Now There’s Thermal Cloaking

March 27, 2012

As an avid reader of the physorg.com blog, I was pleasantly surprised to see a figure show up that could only have been made with COMSOL Multiphysics. Reading the article on thermal cloaking, I understood why.

Cloaking using COMSOL Multiphysics, courtesy of S. Guenneau, Institut Fresnel/CNRS/Aix-Marseille Université
Image is courtesy of S. Guenneau, Institut Fresnel/CNRS/Aix-Marseille Université

The article is about thermal cloaking where Sebastien Guenneau of Institut Fresnel, CNRS/AMU, Marseille, uses similar methods to optical cloaking to investigate whether thermal cloaking is feasible. This is when components such as nanoelectronic and microelectronic devices would be protected from thermal diffusion, as that would be made to flow around the cloak. As reported by physorg.com and earlier by the Optical Society of America, “they applied the mathematics of transformation optics to equations for thermal diffusion and discovered that their idea could work.”
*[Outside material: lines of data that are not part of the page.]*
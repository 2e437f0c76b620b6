use std::sync::Arc;
use std::thread;

use crate::collections::{Deque, Stack};
use crate::data_structures::{LruList, Node, SafeList};

fn filled<L>(values: &[i32]) -> L
where
    L: SafeList<i32> + Default,
{
    let list = L::default();
    for &value in values {
        list.append(value);
    }
    list
}

/// Test append, prepend, pops and accessors on a fresh list
pub fn test_basic_operations<L>()
where
    L: SafeList<i32> + Default,
{
    let list = L::default();
    assert!(list.is_empty());
    assert_eq!(list.len(), 0);
    assert_eq!(list.pop(), None);
    assert_eq!(list.pop_first(), None);

    assert!(list.append(2));
    assert!(list.append(3));
    assert!(list.prepend(1));
    assert_eq!(list.len(), 3);
    assert!(!list.is_empty());
    assert_eq!(list.first(), Some(1));
    assert_eq!(list.last(), Some(3));
    assert_eq!(list.to_vec(), vec![1, 2, 3]);

    assert_eq!(list.pop(), Some(3));
    assert_eq!(list.pop_first(), Some(1));
    assert_eq!(list.pop(), Some(2));
    assert_eq!(list.pop(), None);
    assert!(list.is_empty());
}

/// Test that the last of k appends is popped first and the (k+1)-th pop fails
pub fn test_pop_after_appends<L>(count: i32)
where
    L: SafeList<i32> + Default,
{
    let list = L::default();
    for i in 1..=count {
        list.append(i);
    }
    for i in (1..=count).rev() {
        assert_eq!(list.pop(), Some(i));
    }
    assert_eq!(list.pop(), None);
}

/// Test insert at `index` into [1, 2, 3]; `expected == None` means rejected
pub fn test_insert_at<L>(index: usize, expected: Option<Vec<i32>>)
where
    L: SafeList<i32> + Default,
{
    let list: L = filled(&[1, 2, 3]);
    let inserted = list.insert(index, 9);
    match expected {
        Some(values) => {
            assert!(inserted);
            assert_eq!(list.to_vec(), values);
        }
        None => {
            assert!(!inserted);
            assert_eq!(list.to_vec(), vec![1, 2, 3]);
        }
    }
}

/// Test positional get/set/delete/remove including out of range indices
pub fn test_positional_operations<L>()
where
    L: SafeList<i32> + Default,
{
    let list: L = filled(&[10, 20, 30, 40]);

    assert_eq!(list.get(0), Some(10));
    assert_eq!(list.get(3), Some(40));
    assert_eq!(list.get(4), None);
    assert_eq!(list.get_and_apply(2, |v| v * 2), Some(60));
    assert_eq!(list.get_and_apply(9, |v| v * 2), None);

    assert!(list.set(1, 21));
    assert!(!list.set(4, 50));
    assert_eq!(list.to_vec(), vec![10, 21, 30, 40]);

    assert!(list.delete(0));
    assert!(!list.delete(3));
    assert_eq!(list.remove(1), Some(30));
    assert_eq!(list.remove(5), None);
    assert_eq!(list.to_vec(), vec![21, 40]);

    list.clear();
    assert!(list.is_empty());
    assert_eq!(list.first(), None);
}

/// Test that traversal yields head to tail and can be restarted
pub fn test_traversal<L>()
where
    L: SafeList<i32> + Default,
{
    let list: L = filled(&[1, 2, 3, 4, 5]);
    let values: Vec<i32> = list.iter().collect();
    assert_eq!(values, vec![1, 2, 3, 4, 5]);

    let mut seen = Vec::new();
    list.for_each(|v| seen.push(*v));
    assert_eq!(seen, values);

    let empty = L::default();
    assert_eq!(empty.iter().next(), None);
}

/// Test that an abandoned traversal does not block writers
pub fn test_abandoned_traversal_releases<L>()
where
    L: SafeList<i32> + Default,
{
    let list: L = filled(&[1, 2, 3]);

    {
        let mut iter = list.iter();
        assert_eq!(iter.next(), Some(1));
    }
    assert!(list.append(4));

    let mut iter = list.iter();
    let taken: Vec<i32> = iter.by_ref().take(2).collect();
    assert_eq!(taken, vec![1, 2]);
    drop(iter);
    assert_eq!(list.pop_first(), Some(1));

    // Drained iterators release too, even while still in scope.
    let mut iter = list.iter();
    assert_eq!(iter.by_ref().count(), 3);
    assert!(list.prepend(0));
    assert_eq!(iter.next(), None);
    drop(iter);
    assert_eq!(list.to_vec(), vec![0, 2, 3, 4]);
}

/// Test that an abandoned traversal on another thread does not block writers
pub fn test_abandoned_traversal_across_threads<L>()
where
    L: SafeList<i32> + Default + Send + Sync + 'static,
{
    let list: Arc<L> = Arc::new(filled(&[1, 2, 3]));

    let reader = {
        let list = Arc::clone(&list);
        thread::spawn(move || {
            let mut iter = list.iter();
            iter.next()
        })
    };
    assert_eq!(reader.join().unwrap(), Some(1));

    let writer = {
        let list = Arc::clone(&list);
        thread::spawn(move || list.append(4))
    };
    assert!(writer.join().unwrap());
    assert_eq!(list.len(), 4);
}

/// Test append_node / prepend_node with caller-constructed nodes
pub fn test_append_and_prepend_node<L>()
where
    L: LruList<i32> + Default,
{
    let list = L::default();
    assert!(list.append_node(Node::new(1)));

    let list: L = filled(&[1, 2]);
    let node = Node::new(3);
    let handle = node.handle();
    assert!(list.append_node(node));
    assert!(list.prepend_node(Node::new(0)));
    assert_eq!(list.to_vec(), vec![0, 1, 2, 3]);
    assert_eq!(list.get_node(3), Some(handle));
}

/// Test that pop_node / pop_first_node return detached nodes that can be
/// relinked without reallocating
pub fn test_pop_node_and_relink<L>()
where
    L: LruList<i32> + Default,
{
    let list: L = filled(&[1, 2, 3]);
    let tail = list.get_node(2).unwrap();

    let node = list.pop_node().unwrap();
    assert_eq!(node.handle(), tail);
    assert_eq!(*node.value(), 3);
    assert_eq!(list.to_vec(), vec![1, 2]);

    assert!(list.prepend_node(node));
    assert_eq!(list.to_vec(), vec![3, 1, 2]);
    assert_eq!(list.get_node(0), Some(tail));

    let node = list.pop_first_node().unwrap();
    assert_eq!(node.into_value(), 3);
    assert!(list.pop_node().is_some());
    assert!(list.pop_first_node().is_some());
    assert!(list.pop_node().is_none());
    assert!(list.pop_first_node().is_none());
}

/// Test delete_node on a node that was never linked and on one already popped
pub fn test_delete_foreign_node<L>()
where
    L: LruList<i32> + Default,
{
    let list: L = filled(&[1, 2, 3]);

    let stranger = Node::new(3);
    // SAFETY: stranger is alive and detached
    assert!(!unsafe { list.delete_node(stranger.handle()) });
    assert_eq!(list.to_vec(), vec![1, 2, 3]);

    let popped = list.pop_node().unwrap();
    // SAFETY: popped is alive and detached
    assert!(!unsafe { list.delete_node(popped.handle()) });
    // SAFETY: popped is alive and detached
    assert!(unsafe { list.unlink_node(popped.handle()) }.is_none());
    assert_eq!(list.to_vec(), vec![1, 2]);
}

/// Test delete_node on head, tail and middle nodes
pub fn test_delete_node_positions<L>()
where
    L: LruList<i32> + Default,
{
    let list: L = filled(&[1, 2, 3, 4, 5]);

    let head = list.get_node(0).unwrap();
    // SAFETY: head is linked into list
    assert!(unsafe { list.delete_node(head) });
    assert_eq!(list.first(), Some(2));

    let tail = list.get_node(list.len() - 1).unwrap();
    // SAFETY: tail is linked into list
    assert!(unsafe { list.delete_node(tail) });
    assert_eq!(list.last(), Some(4));

    let middle = list.get_node(1).unwrap();
    // SAFETY: middle is linked into list
    assert_eq!(unsafe { list.apply_on_node(middle, |v| *v) }, 3);
    // SAFETY: middle is linked into list
    assert!(unsafe { list.delete_node(middle) });
    assert_eq!(list.to_vec(), vec![2, 4]);

    let last_two: Vec<_> = (0..2).map(|i| list.get_node(i).unwrap()).collect();
    for handle in last_two {
        // SAFETY: handle is linked into list
        assert!(unsafe { list.delete_node(handle) });
    }
    assert!(list.is_empty());
    assert_eq!(list.first(), None);
    assert_eq!(list.last(), None);
}

/// Test that get_node(i) + delete_node equals delete(i)
pub fn test_get_node_delete_node_matches_delete<L>(index: usize)
where
    L: LruList<i32> + Default,
{
    let values = [1, 2, 3, 4, 5];
    let by_node: L = filled(&values);
    let by_index: L = filled(&values);

    let handle = by_node.get_node(index).unwrap();
    // SAFETY: handle is linked into by_node
    assert!(unsafe { by_node.delete_node(handle) });
    assert!(by_index.delete(index));
    assert_eq!(by_node.to_vec(), by_index.to_vec());
    assert!(by_node.get_node(values.len() - 1).is_none());
}

/// Test move-to-back relinking through unlink_node + append_node
pub fn test_move_to_back<L>()
where
    L: LruList<i32> + Default,
{
    let list: L = filled(&[1, 2, 3, 4]);
    let handle = list.get_node(1).unwrap();

    // SAFETY: handle is linked into list
    let node = unsafe { list.unlink_node(handle) }.unwrap();
    assert!(list.append_node(node));
    assert_eq!(list.to_vec(), vec![1, 3, 4, 2]);

    // SAFETY: handle is linked into list again
    unsafe { list.update_node(handle, |v| *v = 20) };
    assert_eq!(list.last(), Some(20));
    assert_eq!(list.get_node(3), Some(handle));
}

/// Test the stack façade: LIFO order and peek
pub fn test_stack_facade<L>()
where
    L: SafeList<i32> + Default,
{
    let stack: Stack<i32, L> = Stack::new();
    assert!(stack.is_empty());
    assert_eq!(stack.peek(), None);
    assert_eq!(stack.pop(), None);

    for i in 1..=3 {
        stack.push(i);
    }
    assert_eq!(stack.len(), 3);
    for i in (1..=3).rev() {
        assert_eq!(stack.peek(), Some(i));
        assert_eq!(stack.pop(), Some(i));
    }
    assert!(stack.is_empty());
}

/// Test the deque façade on both ends
pub fn test_deque_facade<L>()
where
    L: SafeList<i32> + Default,
{
    let deque: Deque<i32, L> = Deque::new();
    deque.append(1);
    deque.append(2);
    deque.append(3);
    deque.prepend(4);
    deque.prepend(5);
    assert_eq!(deque.len(), 5);
    assert_eq!(deque.front(), Some(5));
    assert_eq!(deque.back(), Some(3));

    assert_eq!(deque.pop(), Some(3));
    assert_eq!(deque.pop_first(), Some(5));
    assert_eq!(deque.len(), 3);
    assert_eq!(deque.pop_back(), Some(2));
    assert_eq!(deque.pop_front(), Some(4));
    assert_eq!(deque.pop(), Some(1));

    assert_eq!(deque.pop(), None);
    assert_eq!(deque.pop_first(), None);
    assert!(deque.is_empty());
}

/// Test that façades built on one list share its state
pub fn test_facades_share_list<L>()
where
    L: SafeList<i32> + Default,
{
    let list = Arc::new(L::default());
    let stack: Stack<i32, L> = Stack::from_shared(Arc::clone(&list));
    let deque: Deque<i32, L> = Deque::from_shared(Arc::clone(&list));
    assert!(Arc::ptr_eq(stack.shared(), &list));
    assert!(Arc::ptr_eq(deque.shared(), &list));

    stack.push(1);
    deque.push_front(0);
    deque.push_back(2);
    assert_eq!(list.to_vec(), vec![0, 1, 2]);
    assert_eq!(stack.pop(), Some(2));
    assert_eq!(deque.pop_front(), Some(0));
    assert_eq!(list.len(), 1);
}
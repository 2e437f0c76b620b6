//! Lock-holding traversal for LockedList.

use std::iter::FusedIterator;

use parking_lot::RwLockReadGuard;
use strand_core::{DoublyLinkedList, NodeHandle};
use tracing::trace;

// ============================================================================
// LockedListIter - head-to-tail traversal under the read lock
// ============================================================================

/// Iterator over [`LockedList`](crate::LockedList) values.
///
/// The iterator owns the list's read guard. The guard is released as soon as
/// the traversal reaches the tail, or when the iterator is dropped, whichever
/// happens first, so an abandoned traversal can never leave writers blocked.
///
/// Values are cloned out: a reference could not outlive the guard once it has
/// been released.
pub struct LockedListIter<'a, T> {
    guard: Option<RwLockReadGuard<'a, DoublyLinkedList<T>>>,
    current: Option<NodeHandle<T>>,
    remaining: usize,
}

impl<'a, T> LockedListIter<'a, T> {
    pub(crate) fn new(guard: RwLockReadGuard<'a, DoublyLinkedList<T>>) -> Self {
        let current = guard.first_handle();
        let remaining = guard.len();
        Self {
            // Nothing to walk: don't hold the lock at all.
            guard: current.map(|_| guard),
            current,
            remaining,
        }
    }

    /// Whether this iterator still holds the read lock.
    pub fn holds_lock(&self) -> bool {
        self.guard.is_some()
    }
}

impl<T: Clone> Iterator for LockedListIter<'_, T> {
    type Item = T;

    fn next(&mut self) -> Option<T> {
        let node = self.current?;
        let list = self.guard.as_ref()?;

        // SAFETY: the read guard is held, so no writer can unlink `node`
        // between the moment it was reached and now.
        let (value, next) = unsafe { (list.node_value(node).clone(), list.next_handle(node)) };

        self.current = next;
        self.remaining -= 1;
        if next.is_none() {
            trace!("traversal reached tail, releasing read lock");
            self.guard = None;
        }
        Some(value)
    }

    fn size_hint(&self) -> (usize, Option<usize>) {
        (self.remaining, Some(self.remaining))
    }
}

impl<T: Clone> ExactSizeIterator for LockedListIter<'_, T> {}

impl<T: Clone> FusedIterator for LockedListIter<'_, T> {}

impl<T> Drop for LockedListIter<'_, T> {
    fn drop(&mut self) {
        if self.guard.is_some() {
            trace!(remaining = self.remaining, "traversal abandoned, releasing read lock");
        }
    }
}

// ============================================================================
// Tests
// ============================================================================
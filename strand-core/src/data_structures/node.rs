//! Link-list cells and the handles that address them.
//!
//! ```text
//!            owning (next)          owning (next)
//!   HEAD ──► ┌──────┐ ───────────► ┌──────┐ ───────────► ┌──────┐ ◄── TAIL
//!            │  a   │              │  b   │              │  c   │
//!            └──────┘ ◄─────────── └──────┘ ◄─────────── └──────┘
//!                     back (prev)           back (prev)
//! ```
//!
//! A [`ListNode`] is allocated once and never moves. While linked it belongs
//! to exactly one list; once unlinked it is handed to the caller as a [`Node`],
//! an owning box whose links are both empty. A [`NodeHandle`] is a plain
//! address of a cell and stays the same across unlink/relink round trips.

use std::fmt;
use std::hash::{Hash, Hasher};
use std::marker::PhantomData;
use std::mem::ManuallyDrop;
use std::ptr::NonNull;

pub(crate) type NodePtr<T> = NonNull<ListNode<T>>;

/// A cell of the doubly linked list.
///
/// `next` is the owning direction of the chain, `prev` is a non-owning back
/// pointer. Every mutation of the list restores `next`/`prev` symmetry before
/// it returns.
pub struct ListNode<T> {
    pub(crate) value: T,
    pub(crate) prev: Option<NodePtr<T>>,
    pub(crate) next: Option<NodePtr<T>>,
}

impl<T> ListNode<T> {
    /// Both relation slots are empty.
    #[inline]
    pub(crate) fn is_unlinked(&self) -> bool {
        self.prev.is_none() && self.next.is_none()
    }
}

/// A detached node owned by the caller.
///
/// Created with [`Node::new`] for handle-based insertion, or returned by the
/// `pop_node` family. Dropping a `Node` frees the cell and its value.
///
/// # Example
///
/// ```
/// use strand_core::{DoublyLinkedList, Node};
///
/// let mut list = DoublyLinkedList::new();
/// let node = Node::new(7);
/// let handle = node.handle();
///
/// list.append_node(node);
/// assert_eq!(list.first_handle(), Some(handle));
///
/// let node = list.pop_node().unwrap();
/// assert_eq!(node.handle(), handle);
/// assert_eq!(node.into_value(), 7);
/// ```
pub struct Node<T> {
    ptr: NodePtr<T>,
    _owns: PhantomData<Box<ListNode<T>>>,
}

impl<T> Node<T> {
    /// Allocate a detached node holding `value`.
    pub fn new(value: T) -> Self {
        let cell = Box::new(ListNode {
            value,
            prev: None,
            next: None,
        });
        Node {
            ptr: NonNull::from(Box::leak(cell)),
            _owns: PhantomData,
        }
    }

    /// The handle of this node. It stays valid for as long as the node is
    /// alive, whether detached or linked into a list.
    #[inline]
    pub fn handle(&self) -> NodeHandle<T> {
        NodeHandle::new(self.ptr)
    }

    pub fn value(&self) -> &T {
        // SAFETY: we own the cell exclusively while detached.
        unsafe { &self.ptr.as_ref().value }
    }

    pub fn value_mut(&mut self) -> &mut T {
        // SAFETY: we own the cell exclusively while detached.
        unsafe { &mut self.ptr.as_mut().value }
    }

    /// Consume the node and return its value.
    pub fn into_value(self) -> T {
        let node = ManuallyDrop::new(self);
        // SAFETY: the cell came from `Box::leak` and `node` is never dropped,
        // so ownership moves back into the box exactly once.
        let cell = unsafe { Box::from_raw(node.ptr.as_ptr()) };
        cell.value
    }

    /// Give up ownership of the cell so a list can link it.
    pub(crate) fn into_raw(self) -> NodePtr<T> {
        ManuallyDrop::new(self).ptr
    }

    /// Take ownership of an unlinked cell.
    ///
    /// # Safety
    ///
    /// `ptr` must come from [`Node::into_raw`], must not be reachable from any
    /// list, and must not be owned by another `Node`.
    pub(crate) unsafe fn from_raw(ptr: NodePtr<T>) -> Self {
        debug_assert!(unsafe { ptr.as_ref().is_unlinked() });
        Node {
            ptr,
            _owns: PhantomData,
        }
    }
}

impl<T> Drop for Node<T> {
    fn drop(&mut self) {
        // SAFETY: the cell came from `Box::leak` and is owned by this node.
        unsafe { drop(Box::from_raw(self.ptr.as_ptr())) };
    }
}

impl<T: fmt::Debug> fmt::Debug for Node<T> {
    fn fmt(&self, f: &mut fmt::Formatter<'_>) -> fmt::Result {
        f.debug_struct("Node")
            .field("value", self.value())
            .field("handle", &self.handle())
            .finish()
    }
}

// Thread safety: a detached node is a uniquely owned box.
unsafe impl<T: Send> Send for Node<T> {}
unsafe impl<T: Sync> Sync for Node<T> {}

/// Non-owning address of a list cell.
///
/// Handles are obtained from [`Node::handle`] or a list's `get_node`, compare
/// by address, and can be stored anywhere (e.g. in a cache index). Any
/// operation that dereferences a handle is `unsafe`: the caller vouches that the
/// cell is still alive.
pub struct NodeHandle<T> {
    ptr: NodePtr<T>,
}

impl<T> NodeHandle<T> {
    #[inline]
    pub(crate) fn new(ptr: NodePtr<T>) -> Self {
        NodeHandle { ptr }
    }

    #[inline]
    pub(crate) fn ptr(self) -> NodePtr<T> {
        self.ptr
    }
}

impl<T> Clone for NodeHandle<T> {
    fn clone(&self) -> Self {
        *self
    }
}

impl<T> Copy for NodeHandle<T> {}

impl<T> PartialEq for NodeHandle<T> {
    fn eq(&self, other: &Self) -> bool {
        self.ptr == other.ptr
    }
}

impl<T> Eq for NodeHandle<T> {}

impl<T> Hash for NodeHandle<T> {
    fn hash<H: Hasher>(&self, state: &mut H) {
        self.ptr.hash(state);
    }
}

impl<T> fmt::Debug for NodeHandle<T> {
    fn fmt(&self, f: &mut fmt::Formatter<'_>) -> fmt::Result {
        write!(f, "NodeHandle({:p})", self.ptr)
    }
}

// A handle is only an address. Dereferencing it is unsafe and happens under
// the owning list's synchronization.
unsafe impl<T> Send for NodeHandle<T> {}
unsafe impl<T> Sync for NodeHandle<T> {}
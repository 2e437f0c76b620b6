//! Synchronized implementations of the strand list traits.
//!
//! This crate provides `LockedList`, an implementation of `SafeList` and
//! `LruList` that guards a `DoublyLinkedList` with a `parking_lot` reader/writer
//! lock, and `LruCache`, a fixed-capacity cache built on its node handles.
//!
//! # Usage
//!
//! ```
//! use strand_core::{Deque, SafeList};
//! use strand_sync::LockedList;
//!
//! let deque: Deque<i32, LockedList<i32>> = Deque::new();
//! deque.push_back(1);
//! deque.push_front(0);
//! assert_eq!(deque.pop_back(), Some(1));
//! ```

pub mod locked_list;
pub mod locked_list_iter;
pub mod lru_cache;

pub use locked_list::LockedList;
pub use locked_list_iter::LockedListIter;
pub use lru_cache::LruCache;
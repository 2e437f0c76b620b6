//! Façade collections.
//!
//! Each façade holds a shared reference to one [`SafeList`](crate::SafeList)
//! and translates its own vocabulary into list calls. Façades keep no state
//! of their own, so several of them can view the same list.

pub mod deque;
pub mod stack;

pub use deque::Deque;
pub use stack::Stack;
impl<'a, T> Iterator for Iter<'a, T> {
    type Item = &'a T;

    fn next(&mut self) -> Option<&'a T> {
        if self.len == 0 {
            return None;
        }
        self.head.map(|ptr| {
            // SAFETY: the list is borrowed for 'a and ptr is one of its cells
            let node = unsafe { &*ptr.as_ptr() };
            self.len -= 1;
            self.head = node.next;
            &node.value
        })
    }

    fn size_hint(&self) -> (usize, Option<usize>) {
        (self.len, Some(self.len))
    }
}

impl<'a, T> DoubleEndedIterator for Iter<'a, T> {
    fn next_back(&mut self) -> Option<&'a T> {
        if self.len == 0 {
            return None;
        }
        self.tail.map(|ptr| {
            // SAFETY: the list is borrowed for 'a and ptr is one of its cells
            let node = unsafe { &*ptr.as_ptr() };
            self.len -= 1;
            self.tail = node.prev;
            &node.value
        })
    }
}

impl<T> ExactSizeIterator for Iter<'_, T> {}

impl<T> FusedIterator for Iter<'_, T> {}

impl<T> Clone for Iter<'_, T> {
    fn clone(&self) -> Self {
        Iter { ..*self }
    }
}

/// Mutably borrowing iterator over a [`DoublyLinkedList`].
pub struct IterMut<'a, T> {
    head: Option<NodePtr<T>>,
    tail: Option<NodePtr<T>>,
    len: usize,
    _marker: PhantomData<&'a mut ListNode<T>>,
}

impl<'a, T> Iterator for IterMut<'a, T> {
    type Item = &'a mut T;

    fn next(&mut self) -> Option<&'a mut T> {
        if self.len == 0 {
            return None;
        }
        self.head.map(|ptr| {
            // SAFETY: the list is mutably borrowed for 'a; `len` guarantees
            // each cell is yielded at most once.
            let node = unsafe { &mut *ptr.as_ptr() };
            self.len -= 1;
            self.head = node.next;
            &mut node.value
        })
    }

    fn size_hint(&self) -> (usize, Option<usize>) {
        (self.len, Some(self.len))
    }
}

impl<'a, T> DoubleEndedIterator for IterMut<'a, T> {
    fn next_back(&mut self) -> Option<&'a mut T> {
        if self.len == 0 {
            return None;
        }
        self.tail.map(|ptr| {
            // SAFETY: see `next`
            let node = unsafe { &mut *ptr.as_ptr() };
            self.len -= 1;
            self.tail = node.prev;
            &mut node.value
        })
    }
}

impl<T> ExactSizeIterator for IterMut<'_, T> {}

impl<T> FusedIterator for IterMut<'_, T> {}

/// Owning iterator over a [`DoublyLinkedList`].
pub struct IntoIter<T> {
    list: DoublyLinkedList<T>,
}

impl<T> Iterator for IntoIter<T> {
    type Item = T;

    fn next(&mut self) -> Option<T> {
        self.list.pop_first()
    }

    fn size_hint(&self) -> (usize, Option<usize>) {
        (self.list.len, Some(self.list.len))
    }
}

impl<T> DoubleEndedIterator for IntoIter<T> {
    fn next_back(&mut self) -> Option<T> {
        self.list.pop()
    }
}

impl<T> ExactSizeIterator for IntoIter<T> {}

impl<T> FusedIterator for IntoIter<T> {}

// ============================================================================
// Tests
// ============================================================================
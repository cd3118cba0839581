#![doc = include_str!("../README.md")]

#[macro_use]
extern crate hex_literal;
#[macro_use]
extern crate log;

pub mod disk;
mod endian;
pub mod error;
pub mod exfat;
pub mod extent;
pub mod io;
pub mod location;
pub mod platform;
pub mod record;
pub mod report;
pub mod resolver;
pub mod source;
pub mod types;

pub use error::{Error, Result};
pub use location::{LinearTable, RegionList};
pub use platform::Platform;
pub use record::ParamRecord;
pub use report::Report;
pub use resolver::LocationResolver;
pub use source::Locator;
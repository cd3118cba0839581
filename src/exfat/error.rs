use core::fmt::{Debug, Display, Formatter, Result};

/// Filesystem content that does not hold up
#[derive(Copy, Clone, Debug, displaydoc::Display, thiserror::Error, PartialEq, Eq)]
pub enum DataError {
    /// Not ExFAT filesystem
    NotExFAT,
    /// Unsupported sector or cluster size
    Geometry,
    /// Broken FAT chain
    FATChain,
    /// Corrupted metadata
    Metadata,
    /// Upcase table missing
    UpcaseTableMissing,
}

pub enum Error<E> {
    IO(E),
    Data(DataError),
    TexFATNotSupported,
    NotFound,
}

impl<E> From<DataError> for Error<E> {
    fn from(error: DataError) -> Self {
        Self::Data(error)
    }
}

impl<E: Display> Display for Error<E> {
    fn fmt(&self, f: &mut Formatter<'_>) -> Result {
        match self {
            Self::IO(e) => write!(f, "IO({})", e),
            Self::Data(e) => write!(f, "{}", e),
            Self::TexFATNotSupported => write!(f, "TexFAT not supported"),
            Self::NotFound => write!(f, "No such file or directory"),
        }
    }
}

impl<E: Debug> Debug for Error<E> {
    fn fmt(&self, f: &mut Formatter<'_>) -> Result {
        match self {
            Self::IO(e) => f.debug_tuple("IO").field(e).finish(),
            Self::Data(e) => f.debug_tuple("Data").field(e).finish(),
            Self::TexFATNotSupported => write!(f, "TexFATNotSupported"),
            Self::NotFound => write!(f, "NotFound"),
        }
    }
}

impl<E: Debug + Display> std::error::Error for Error<E> {}
use core::fmt::{Display, Formatter, Result};

use crate::record::ParamRecord;

/// Human readable runtime parameters of the resolved disk
pub struct Report<'a> {
    pub record: &'a ParamRecord,
    pub disk: &'a str,
}

impl<'a> Display for Report<'a> {
    fn fmt(&self, f: &mut Formatter<'_>) -> Result {
        writeln!(f, "=== runtime parameters ===")?;
        writeln!(f, "disk name : /dev/{}", self.disk)?;
        writeln!(f, "disk size : {}", self.record.disk_size())?;
        writeln!(f, "disk part : {}", self.record.partition_index())?;
        writeln!(f, "filesystem: {}", self.record.filesystem_kind())?;
        writeln!(f, "image size: {}", self.record.image_size())?;
        writeln!(f, "image path: {}", self.record.image_path())
    }
}

#[cfg(test)]
mod test {
    use super::Report;
    use crate::record::test::sample;

    #[test]
    fn test_report() {
        let record = sample();
        let report = Report { record: &record, disk: "sdb" };
        let expected = "=== runtime parameters ===\n\
                        disk name : /dev/sdb\n\
                        disk size : 34359738368\n\
                        disk part : 1\n\
                        filesystem: exfat\n\
                        image size: 8292\n\
                        image path: /iso/test.iso\n";
        assert_eq!(report.to_string(), expected);
    }
}
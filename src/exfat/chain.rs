use crate::error::Result;
use crate::extent::ClusterChain;
use crate::io;
use crate::types::ClusterID;

use super::ExFAT;

/// Cluster chain of a file, either following FAT or a contiguous run
pub struct Chain<'a, IO> {
    exfat: &'a mut ExFAT<IO>,
    first: ClusterID,
    contiguous: bool,
}

impl<'a, IO> Chain<'a, IO> {
    pub(crate) fn new(exfat: &'a mut ExFAT<IO>, first: ClusterID, contiguous: bool) -> Self {
        Self { exfat, first, contiguous }
    }
}

impl<'a, IO: io::IO<Error = std::io::Error>> ClusterChain for Chain<'a, IO> {
    fn cluster_size(&self) -> u32 {
        self.exfat.cluster_size()
    }

    fn first(&mut self) -> Result<ClusterID> {
        Ok(self.first)
    }

    fn next(&mut self, cluster_id: ClusterID) -> Result<ClusterID> {
        if self.contiguous {
            return Ok(cluster_id + 1u32);
        }
        Ok(ClusterID::from(self.exfat.fat_entry(cluster_id)?))
    }

    fn is_valid(&self, cluster_id: ClusterID) -> bool {
        self.exfat.is_valid(cluster_id)
    }

    fn offset(&self, cluster_id: ClusterID) -> u64 {
        self.exfat.cluster_offset(cluster_id)
    }
}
COMSOL has long been associated with cloaking devices, but most of the work has been done on optical cloaking. Apparently, it is the ease-of-use with which you can change the underlying equations to model the properties that provide this cloaking. As I wasn’t 100% sure that Guenneau’s research used COMSOL, I did a bit of searching. I soon found his paper that certainly assured me that it was — and it was an interesting article too.